Pouco conhecido pelo grande público, o lúpus eritematoso sistêmico (LES) é uma doença autoimune crônica, inflamatória e multissistêmica, que afeta principalmente mulheres em idade produtiva. Estima-se que entre 150 mil e 300 mil brasileiros convivam com a enfermidade, segundo a Sociedade Brasileira de Reumatologia, mas a falta de um mapeamento nacional dificulta uma compreensão mais precisa da sua incidência.
O impacto vai muito além do físico, afetando o emocional, o social e a vida profissional de quem vive com o diagnóstico. No LES, o sistema imunológico ataca tecidos saudáveis do próprio corpo, provocando inflamações que podem comprometer articulações, rins, pele, pulmões, coração e cérebro. Os sintomas variam de pessoa para pessoa e incluem fadiga extrema, febre, queda de cabelo, dores articulares, lesões na pele e até comprometimentos renais e neurológicos.
A diversidade de sintomas, somada à ausência de um exame específico, torna o diagnóstico complexo e, muitas vezes, tardio. “Muitos pacientes levam anos até obter um diagnóstico correto, o que pode levar a complicações graves. O acesso à informação e a profissionais especializados é essencial para um tratamento adequado”, alerta Carla Simas, advogada especialista em direito da saúde e portadora da doença.
A maior incidência entre mulheres jovens é atribuída, em parte, a fatores hormonais, especialmente ao estrogênio, que pode influenciar a resposta imunológica. “Os sintomas do lúpus variam muito de pessoa para pessoa, mas costumam impactar profundamente o cotidiano dos pacientes, principalmente nos períodos em que a doença está mais ativa”, explica o Dr. Odirlei André Monticielo, professor da Universidade Federal do Rio Grande do Sul e coordenador da Comissão de Lúpus da Sociedade Brasileira de Reumatologia.
O tratamento do lúpus inclui antimaláricos, corticoides e imunossupressores, mas parte dos pacientes permanece com sintomas persistentes. Com isso, cresce o debate sobre o acesso a medicamentos mais modernos. A Agência Nacional de Saúde Suplementar (ANS) abriu a Consulta Pública nº 158 para avaliar a inclusão de novas terapias no rol de coberturas obrigatórias dos planos de saúde. “A Consulta Pública é uma rara oportunidade para que todos possam contribuir com o processo de decisão. Relatar as dificuldades vividas, as limitações dos tratamentos atuais e a relevância de novas alternativas pode fazer a diferença”, revela Monticielo.
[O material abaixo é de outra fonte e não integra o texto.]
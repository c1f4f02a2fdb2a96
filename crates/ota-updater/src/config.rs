//! Configuration structures for the update controller.
//!
//! Defines the running build identity, download pacing, network settings,
//! and feed merge policy.

use std::path::{Path, PathBuf};
use std::time::Duration;

use serde::{Deserialize, Serialize};

use crate::error::UpdateError;

/// Main updater configuration.
#[derive(Debug, Clone, Serialize, Deserialize)]
pub struct UpdaterConfig {
    /// Directory receiving downloaded packages
    #[serde(default = "default_download_dir")]
    pub download_dir: PathBuf,

    /// JSON file holding the persisted update records
    #[serde(default = "default_state_file")]
    pub state_file: PathBuf,

    /// Capacity of the change notification channel
    #[serde(default = "default_event_capacity")]
    pub event_capacity: usize,

    /// Identity of the running build
    #[serde(default)]
    pub build: BuildInfo,

    /// Download pacing
    #[serde(default)]
    pub download: DownloadConfig,

    /// Network configuration
    #[serde(default)]
    pub network: NetworkConfig,

    /// Feed merge policy
    #[serde(default)]
    pub feed: FeedPolicy,
}

impl Default for UpdaterConfig {
    fn default() -> Self {
        Self {
            download_dir: default_download_dir(),
            state_file: default_state_file(),
            event_capacity: default_event_capacity(),
            build: BuildInfo::default(),
            download: DownloadConfig::default(),
            network: NetworkConfig::default(),
            feed: FeedPolicy::default(),
        }
    }
}

impl UpdaterConfig {
    /// Configuration rooted at `data_dir`, with packages under
    /// `data_dir/updates` and records in `data_dir/updates.json`.
    pub fn with_data_dir(data_dir: impl AsRef<Path>, build: BuildInfo) -> Self {
        let data_dir = data_dir.as_ref();
        Self {
            download_dir: data_dir.join("updates"),
            state_file: data_dir.join("updates.json"),
            build,
            ..Self::default()
        }
    }

    /// Load configuration from a TOML file.
    pub fn load_from_file(path: &Path) -> Result<Self, UpdateError> {
        let content = std::fs::read_to_string(path)?;
        let config: Self =
            toml::from_str(&content).map_err(|e| UpdateError::ConfigError(e.to_string()))?;
        config.validate()?;
        Ok(config)
    }

    /// Save configuration to a TOML file.
    pub fn save_to_file(&self, path: &Path) -> Result<(), UpdateError> {
        if let Some(parent) = path.parent() {
            std::fs::create_dir_all(parent)?;
        }
        let content =
            toml::to_string_pretty(self).map_err(|e| UpdateError::ConfigError(e.to_string()))?;
        std::fs::write(path, content)?;
        Ok(())
    }

    /// Reject values the controller cannot work with.
    pub fn validate(&self) -> Result<(), UpdateError> {
        if self.event_capacity == 0 {
            return Err(UpdateError::ConfigError(
                "event_capacity must be at least 1".to_string(),
            ));
        }
        if self.download.eta_window_samples < 2 {
            return Err(UpdateError::ConfigError(
                "eta_window_samples must be at least 2".to_string(),
            ));
        }
        Ok(())
    }
}

/// Identity of the build currently running on the device.
#[derive(Debug, Clone, Default, PartialEq, Eq, Serialize, Deserialize)]
pub struct BuildInfo {
    /// Platform version string (compared case-insensitively)
    #[serde(default)]
    pub version: String,

    /// Build timestamp in seconds since epoch
    #[serde(default)]
    pub timestamp: i64,

    /// Device codename
    #[serde(default)]
    pub device: String,
}

/// Pacing of download progress reports and ETA smoothing.
#[derive(Debug, Clone, Serialize, Deserialize)]
pub struct DownloadConfig {
    /// Minimum time between two progress notifications
    #[serde(default = "default_progress_interval")]
    pub progress_interval_ms: u64,

    /// Trailing window used for the throughput estimate
    #[serde(default = "default_eta_window_secs")]
    pub eta_window_secs: u64,

    /// Maximum number of samples kept in the window
    #[serde(default = "default_eta_window_samples")]
    pub eta_window_samples: usize,
}

impl Default for DownloadConfig {
    fn default() -> Self {
        Self {
            progress_interval_ms: default_progress_interval(),
            eta_window_secs: default_eta_window_secs(),
            eta_window_samples: default_eta_window_samples(),
        }
    }
}

impl DownloadConfig {
    pub fn progress_interval(&self) -> Duration {
        Duration::from_millis(self.progress_interval_ms)
    }

    pub fn eta_window(&self) -> Duration {
        Duration::from_secs(self.eta_window_secs)
    }
}

/// Network configuration for downloads.
#[derive(Debug, Clone, Serialize, Deserialize)]
pub struct NetworkConfig {
    /// Connect timeout in seconds
    #[serde(default = "default_timeout")]
    pub timeout_seconds: u64,

    /// Read timeout for streaming in seconds
    #[serde(default = "default_read_timeout")]
    pub read_timeout_seconds: u64,

    /// User agent string
    #[serde(default = "default_user_agent")]
    pub user_agent: String,

    /// Proxy URL (empty = system proxy)
    #[serde(default)]
    pub proxy: Option<String>,
}

impl Default for NetworkConfig {
    fn default() -> Self {
        Self {
            timeout_seconds: default_timeout(),
            read_timeout_seconds: default_read_timeout(),
            user_agent: default_user_agent(),
            proxy: None,
        }
    }
}

/// What happens to records that vanish from the feed.
#[derive(Debug, Clone, Copy, Default, PartialEq, Eq, Serialize, Deserialize)]
#[serde(rename_all = "snake_case")]
pub enum StalePolicy {
    /// Keep the record, set `available_online = false`
    #[default]
    FlagOnly,
    /// Drop records with nothing on disk and no work attached; flag the rest
    RemoveIdle,
}

/// Order of changelog sections in a merged entry.
#[derive(Debug, Clone, Copy, Default, PartialEq, Eq, Serialize, Deserialize)]
#[serde(rename_all = "snake_case")]
pub enum ChangelogOrder {
    #[default]
    NewestFirst,
    OldestFirst,
}

/// Feed merge policy.
#[derive(Debug, Clone, Default, Serialize, Deserialize)]
pub struct FeedPolicy {
    #[serde(default)]
    pub stale_policy: StalePolicy,

    #[serde(default)]
    pub changelog_order: ChangelogOrder,

    /// Remove the package file once the running build includes it
    #[serde(default)]
    pub auto_delete_installed: bool,
}

// Default value functions for serde
fn default_download_dir() -> PathBuf {
    default_data_dir().join("updates")
}

fn default_state_file() -> PathBuf {
    default_data_dir().join("updates.json")
}

fn default_event_capacity() -> usize {
    256
}

fn default_progress_interval() -> u64 {
    500
}

fn default_eta_window_secs() -> u64 {
    10
}

fn default_eta_window_samples() -> usize {
    20
}

fn default_timeout() -> u64 {
    30
}

fn default_read_timeout() -> u64 {
    60
}

fn default_user_agent() -> String {
    format!("ota-updater/{}", env!("CARGO_PKG_VERSION"))
}

/// Platform-appropriate data directory.
fn default_data_dir() -> PathBuf {
    #[cfg(target_os = "linux")]
    {
        if let Ok(data_home) = std::env::var("XDG_DATA_HOME") {
            return PathBuf::from(data_home).join("ota-updater");
        }
        if let Ok(home) = std::env::var("HOME") {
            return PathBuf::from(home)
                .join(".local")
                .join("share")
                .join("ota-updater");
        }
    }

    PathBuf::from(".").join("ota-updater")
}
Além do tratamento farmacológico, especialistas recomendam uma abordagem integrativa. Alimentação anti-inflamatória, prática de atividades físicas leves e técnicas de redução do estresse, como yoga e meditação, são aliados importantes no controle da doença. A proteção solar é indispensável, já que a exposição aos raios UV pode agravar os sintomas. O sono reparador também é essencial para evitar inflamações sistêmicas e piora no quadro clínico.
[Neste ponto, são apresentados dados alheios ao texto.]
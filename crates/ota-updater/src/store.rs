//! Update record store and its persistence.
//!
//! [`RecordStore`] is the in-memory map of records, owned by the controller
//! and only touched under its lock. Durable copies go through a
//! [`RecordPersistence`] backend; the controller never writes from inside the
//! lock but hands snapshots to a background writer that coalesces them.

use std::collections::HashMap;
use std::path::{Path, PathBuf};
use std::sync::atomic::{AtomicUsize, Ordering};
use std::sync::Arc;

use chrono::{DateTime, Utc};
use parking_lot::Mutex;
use serde::{Deserialize, Serialize};
use tokio::sync::{mpsc, oneshot};
use tokio::task::JoinHandle;
use tracing::{debug, error, info, warn};

use crate::error::UpdateError;
use crate::progress::percent;
use crate::record::{restore_status, PersistentStatus, UpdateRecord};

/// Format version written to the store file.
pub const STORE_FORMAT_VERSION: u32 = 1;

/// Durable storage for update records.
pub trait RecordPersistence: Send + Sync {
    /// Load every stored record. An absent store is an empty list.
    fn load(&self) -> Result<Vec<UpdateRecord>, UpdateError>;

    /// Replace the stored records with `records`.
    fn save(&self, records: &[UpdateRecord]) -> Result<(), UpdateError>;
}

#[derive(Debug, Serialize, Deserialize)]
struct StoreFile {
    version: u32,
    saved_at: DateTime<Utc>,
    records: Vec<UpdateRecord>,
}

/// Records kept in a single JSON file, replaced atomically on every save.
#[derive(Debug, Clone)]
pub struct JsonFilePersistence {
    path: PathBuf,
}

impl JsonFilePersistence {
    pub fn new(path: impl Into<PathBuf>) -> Self {
        Self { path: path.into() }
    }

    pub fn path(&self) -> &Path {
        &self.path
    }
}

impl RecordPersistence for JsonFilePersistence {
    fn load(&self) -> Result<Vec<UpdateRecord>, UpdateError> {
        if !self.path.exists() {
            debug!(path = %self.path.display(), "No record store found, starting empty");
            return Ok(Vec::new());
        }

        let content = std::fs::read_to_string(&self.path)?;
        let file: StoreFile = serde_json::from_str(&content).map_err(|e| {
            UpdateError::PersistenceError(format!(
                "corrupt record store {}: {}",
                self.path.display(),
                e
            ))
        })?;
        if file.version > STORE_FORMAT_VERSION {
            return Err(UpdateError::PersistenceError(format!(
                "record store version {} is newer than supported version {}",
                file.version, STORE_FORMAT_VERSION
            )));
        }

        debug!(
            path = %self.path.display(),
            count = file.records.len(),
            saved_at = %file.saved_at,
            "Loaded record store"
        );
        Ok(file.records)
    }

    fn save(&self, records: &[UpdateRecord]) -> Result<(), UpdateError> {
        if let Some(parent) = self.path.parent() {
            std::fs::create_dir_all(parent)?;
        }

        let file = StoreFile {
            version: STORE_FORMAT_VERSION,
            saved_at: Utc::now(),
            records: records.to_vec(),
        };
        let content = serde_json::to_string_pretty(&file)?;

        let tmp = crate::download::part_path(&self.path);
        {
            use std::io::Write;
            let mut out = std::fs::File::create(&tmp)?;
            out.write_all(content.as_bytes())?;
            out.sync_all()?;
        }
        std::fs::rename(&tmp, &self.path)?;
        debug!(path = %self.path.display(), count = records.len(), "Saved record store");
        Ok(())
    }
}

/// Records kept in memory; useful for embedding without a filesystem and
/// for tests.
#[derive(Debug, Default)]
pub struct MemoryPersistence {
    records: Mutex<Vec<UpdateRecord>>,
    saves: AtomicUsize,
}

impl MemoryPersistence {
    pub fn new() -> Self {
        Self::default()
    }

    pub fn with_records(records: Vec<UpdateRecord>) -> Self {
        Self {
            records: Mutex::new(records),
            saves: AtomicUsize::new(0),
        }
    }

    /// Records as of the last save.
    pub fn stored(&self) -> Vec<UpdateRecord> {
        self.records.lock().clone()
    }

    pub fn save_count(&self) -> usize {
        self.saves.load(Ordering::SeqCst)
    }
}

impl RecordPersistence for MemoryPersistence {
    fn load(&self) -> Result<Vec<UpdateRecord>, UpdateError> {
        Ok(self.records.lock().clone())
    }

    fn save(&self, records: &[UpdateRecord]) -> Result<(), UpdateError> {
        *self.records.lock() = records.to_vec();
        self.saves.fetch_add(1, Ordering::SeqCst);
        Ok(())
    }
}

/// In-memory map of update records keyed by `download_id`.
#[derive(Debug, Default, Clone)]
pub struct RecordStore {
    records: HashMap<String, UpdateRecord>,
}

impl RecordStore {
    pub fn new() -> Self {
        Self::default()
    }

    /// Build a store from persisted records, bringing each one back to a
    /// state that is valid after a restart.
    ///
    /// Nothing comes back active: interrupted downloads are paused, an
    /// interrupted install is failed, and the downloaded byte count is
    /// re-read from the file on disk.
    pub fn restore(records: Vec<UpdateRecord>) -> Self {
        let mut store = Self::new();
        for mut record in records {
            reconcile_record(&mut record);
            if store.records.contains_key(&record.download_id) {
                warn!(download_id = %record.download_id, "Duplicate record in store, keeping the last one");
            }
            store.insert(record);
        }
        info!(count = store.len(), "Restored update records");
        store
    }

    pub fn get(&self, download_id: &str) -> Option<&UpdateRecord> {
        self.records.get(download_id)
    }

    pub fn get_mut(&mut self, download_id: &str) -> Option<&mut UpdateRecord> {
        self.records.get_mut(download_id)
    }

    pub fn contains(&self, download_id: &str) -> bool {
        self.records.contains_key(download_id)
    }

    pub fn insert(&mut self, record: UpdateRecord) -> Option<UpdateRecord> {
        self.records.insert(record.download_id.clone(), record)
    }

    pub fn remove(&mut self, download_id: &str) -> Option<UpdateRecord> {
        self.records.remove(download_id)
    }

    pub fn len(&self) -> usize {
        self.records.len()
    }

    pub fn is_empty(&self) -> bool {
        self.records.is_empty()
    }

    pub fn iter(&self) -> impl Iterator<Item = &UpdateRecord> {
        self.records.values()
    }

    pub fn iter_mut(&mut self) -> impl Iterator<Item = &mut UpdateRecord> {
        self.records.values_mut()
    }

    /// All records ordered by `download_id`.
    pub fn snapshot(&self) -> Vec<UpdateRecord> {
        let mut records: Vec<_> = self.records.values().cloned().collect();
        records.sort_by(|a, b| a.download_id.cmp(&b.download_id));
        records
    }
}

/// Apply [`restore_status`] to one record using what is actually on disk.
fn reconcile_record(record: &mut UpdateRecord) {
    let file_len = record
        .local_file
        .as_deref()
        .and_then(|p| std::fs::metadata(p).ok())
        .filter(|m| m.is_file())
        .map(|m| m.len());

    let before = (record.status, record.persistent_status);
    let (status, persistent) = restore_status(record.status, record.persistent_status, file_len);
    record.status = status;
    record.persistent_status = persistent;

    record.downloaded_bytes = file_len.unwrap_or(0);
    if persistent == PersistentStatus::Unknown && file_len.unwrap_or(0) == 0 {
        record.local_file = None;
    }
    record.progress_percent = percent(record.downloaded_bytes, record.file_size);
    record.eta_seconds = None;
    record.clear_install_progress();

    if before != (status, persistent) {
        info!(
            download_id = %record.download_id,
            from = %before.0,
            to = %status,
            downloaded = record.downloaded_bytes,
            "Reconciled record after restart"
        );
    }
}

enum PersistCommand {
    Save(Vec<UpdateRecord>),
    Flush(oneshot::Sender<Result<(), UpdateError>>),
}

/// Handle to the background writer.
#[derive(Clone)]
pub(crate) struct PersistWriter {
    tx: mpsc::UnboundedSender<PersistCommand>,
}

impl PersistWriter {
    /// Spawn the writer on `runtime`.
    pub(crate) fn spawn(
        persistence: Arc<dyn RecordPersistence>,
        runtime: &tokio::runtime::Handle,
    ) -> (Self, JoinHandle<()>) {
        let (tx, rx) = mpsc::unbounded_channel();
        let task = runtime.spawn(writer_loop(persistence, rx));
        (Self { tx }, task)
    }

    /// Queue a snapshot. Snapshots queued back to back are coalesced.
    pub(crate) fn save(&self, snapshot: Vec<UpdateRecord>) {
        if self.tx.send(PersistCommand::Save(snapshot)).is_err() {
            warn!("Record writer has stopped, snapshot dropped");
        }
    }

    /// Wait until every snapshot queued so far has been written.
    pub(crate) async fn flush(&self) -> Result<(), UpdateError> {
        let (done_tx, done_rx) = oneshot::channel();
        self.tx
            .send(PersistCommand::Flush(done_tx))
            .map_err(|_| UpdateError::ShutDown)?;
        done_rx.await.map_err(|_| UpdateError::ShutDown)?
    }
}

async fn writer_loop(
    persistence: Arc<dyn RecordPersistence>,
    mut rx: mpsc::UnboundedReceiver<PersistCommand>,
) {
    // Error of the most recent save, reported to flushes until a save succeeds
    let mut last_failure: Option<String> = None;

    while let Some(first) = rx.recv().await {
        let mut latest = None;
        let mut waiters = Vec::new();

        let mut next = Some(first);
        while let Some(command) = next {
            match command {
                PersistCommand::Save(snapshot) => latest = Some(snapshot),
                PersistCommand::Flush(done) => waiters.push(done),
            }
            next = rx.try_recv().ok();
        }

        if let Some(snapshot) = latest {
            let persistence = persistence.clone();
            let result = tokio::task::spawn_blocking(move || persistence.save(&snapshot))
                .await
                .unwrap_or_else(|e| {
                    Err(UpdateError::PersistenceError(format!(
                        "record writer task failed: {}",
                        e
                    )))
                });
            last_failure = match result {
                Ok(()) => None,
                Err(e) => {
                    error!(error = %e, "Failed to save update records");
                    Some(e.to_string())
                }
            };
        }

        for done in waiters {
            let reply = match &last_failure {
                Some(message) => Err(UpdateError::PersistenceError(message.clone())),
                None => Ok(()),
            };
            let _ = done.send(reply);
        }
    }
    debug!("Record writer stopped");
}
As limitações impostas pelo lúpus também têm impacto na vida profissional. Um estudo nacional revelou que 33,3% das pessoas com a doença precisaram se aposentar precocemente. Para responder a essas demandas, legislações têm avançado: o Projeto de Lei 1456/23, aprovado pela Comissão de Saúde da Câmara dos Deputados, equipara pacientes com lúpus a pessoas com deficiência (PcD), garantindo acesso a benefícios sociais e concursos públicos. No entanto, Carla Simas adverte que “o lúpus continua sendo uma doença invisível para muitos, o que dificulta a obtenção de direitos e agrava a exclusão social dos pacientes”.
Entre os direitos já previstos estão o Benefício de Prestação Continuada (BPC), acesso garantido a atendimento pelo SUS, suporte psicológico e a emissão de cartão para uso de vagas especiais. Mesmo com tantos desafios, os avanços no tratamento e nas políticas públicas trazem novas esperanças para quem convive com a doença e chamam atenção para a urgência de tornar o lúpus visível na agenda da saúde pública brasileira.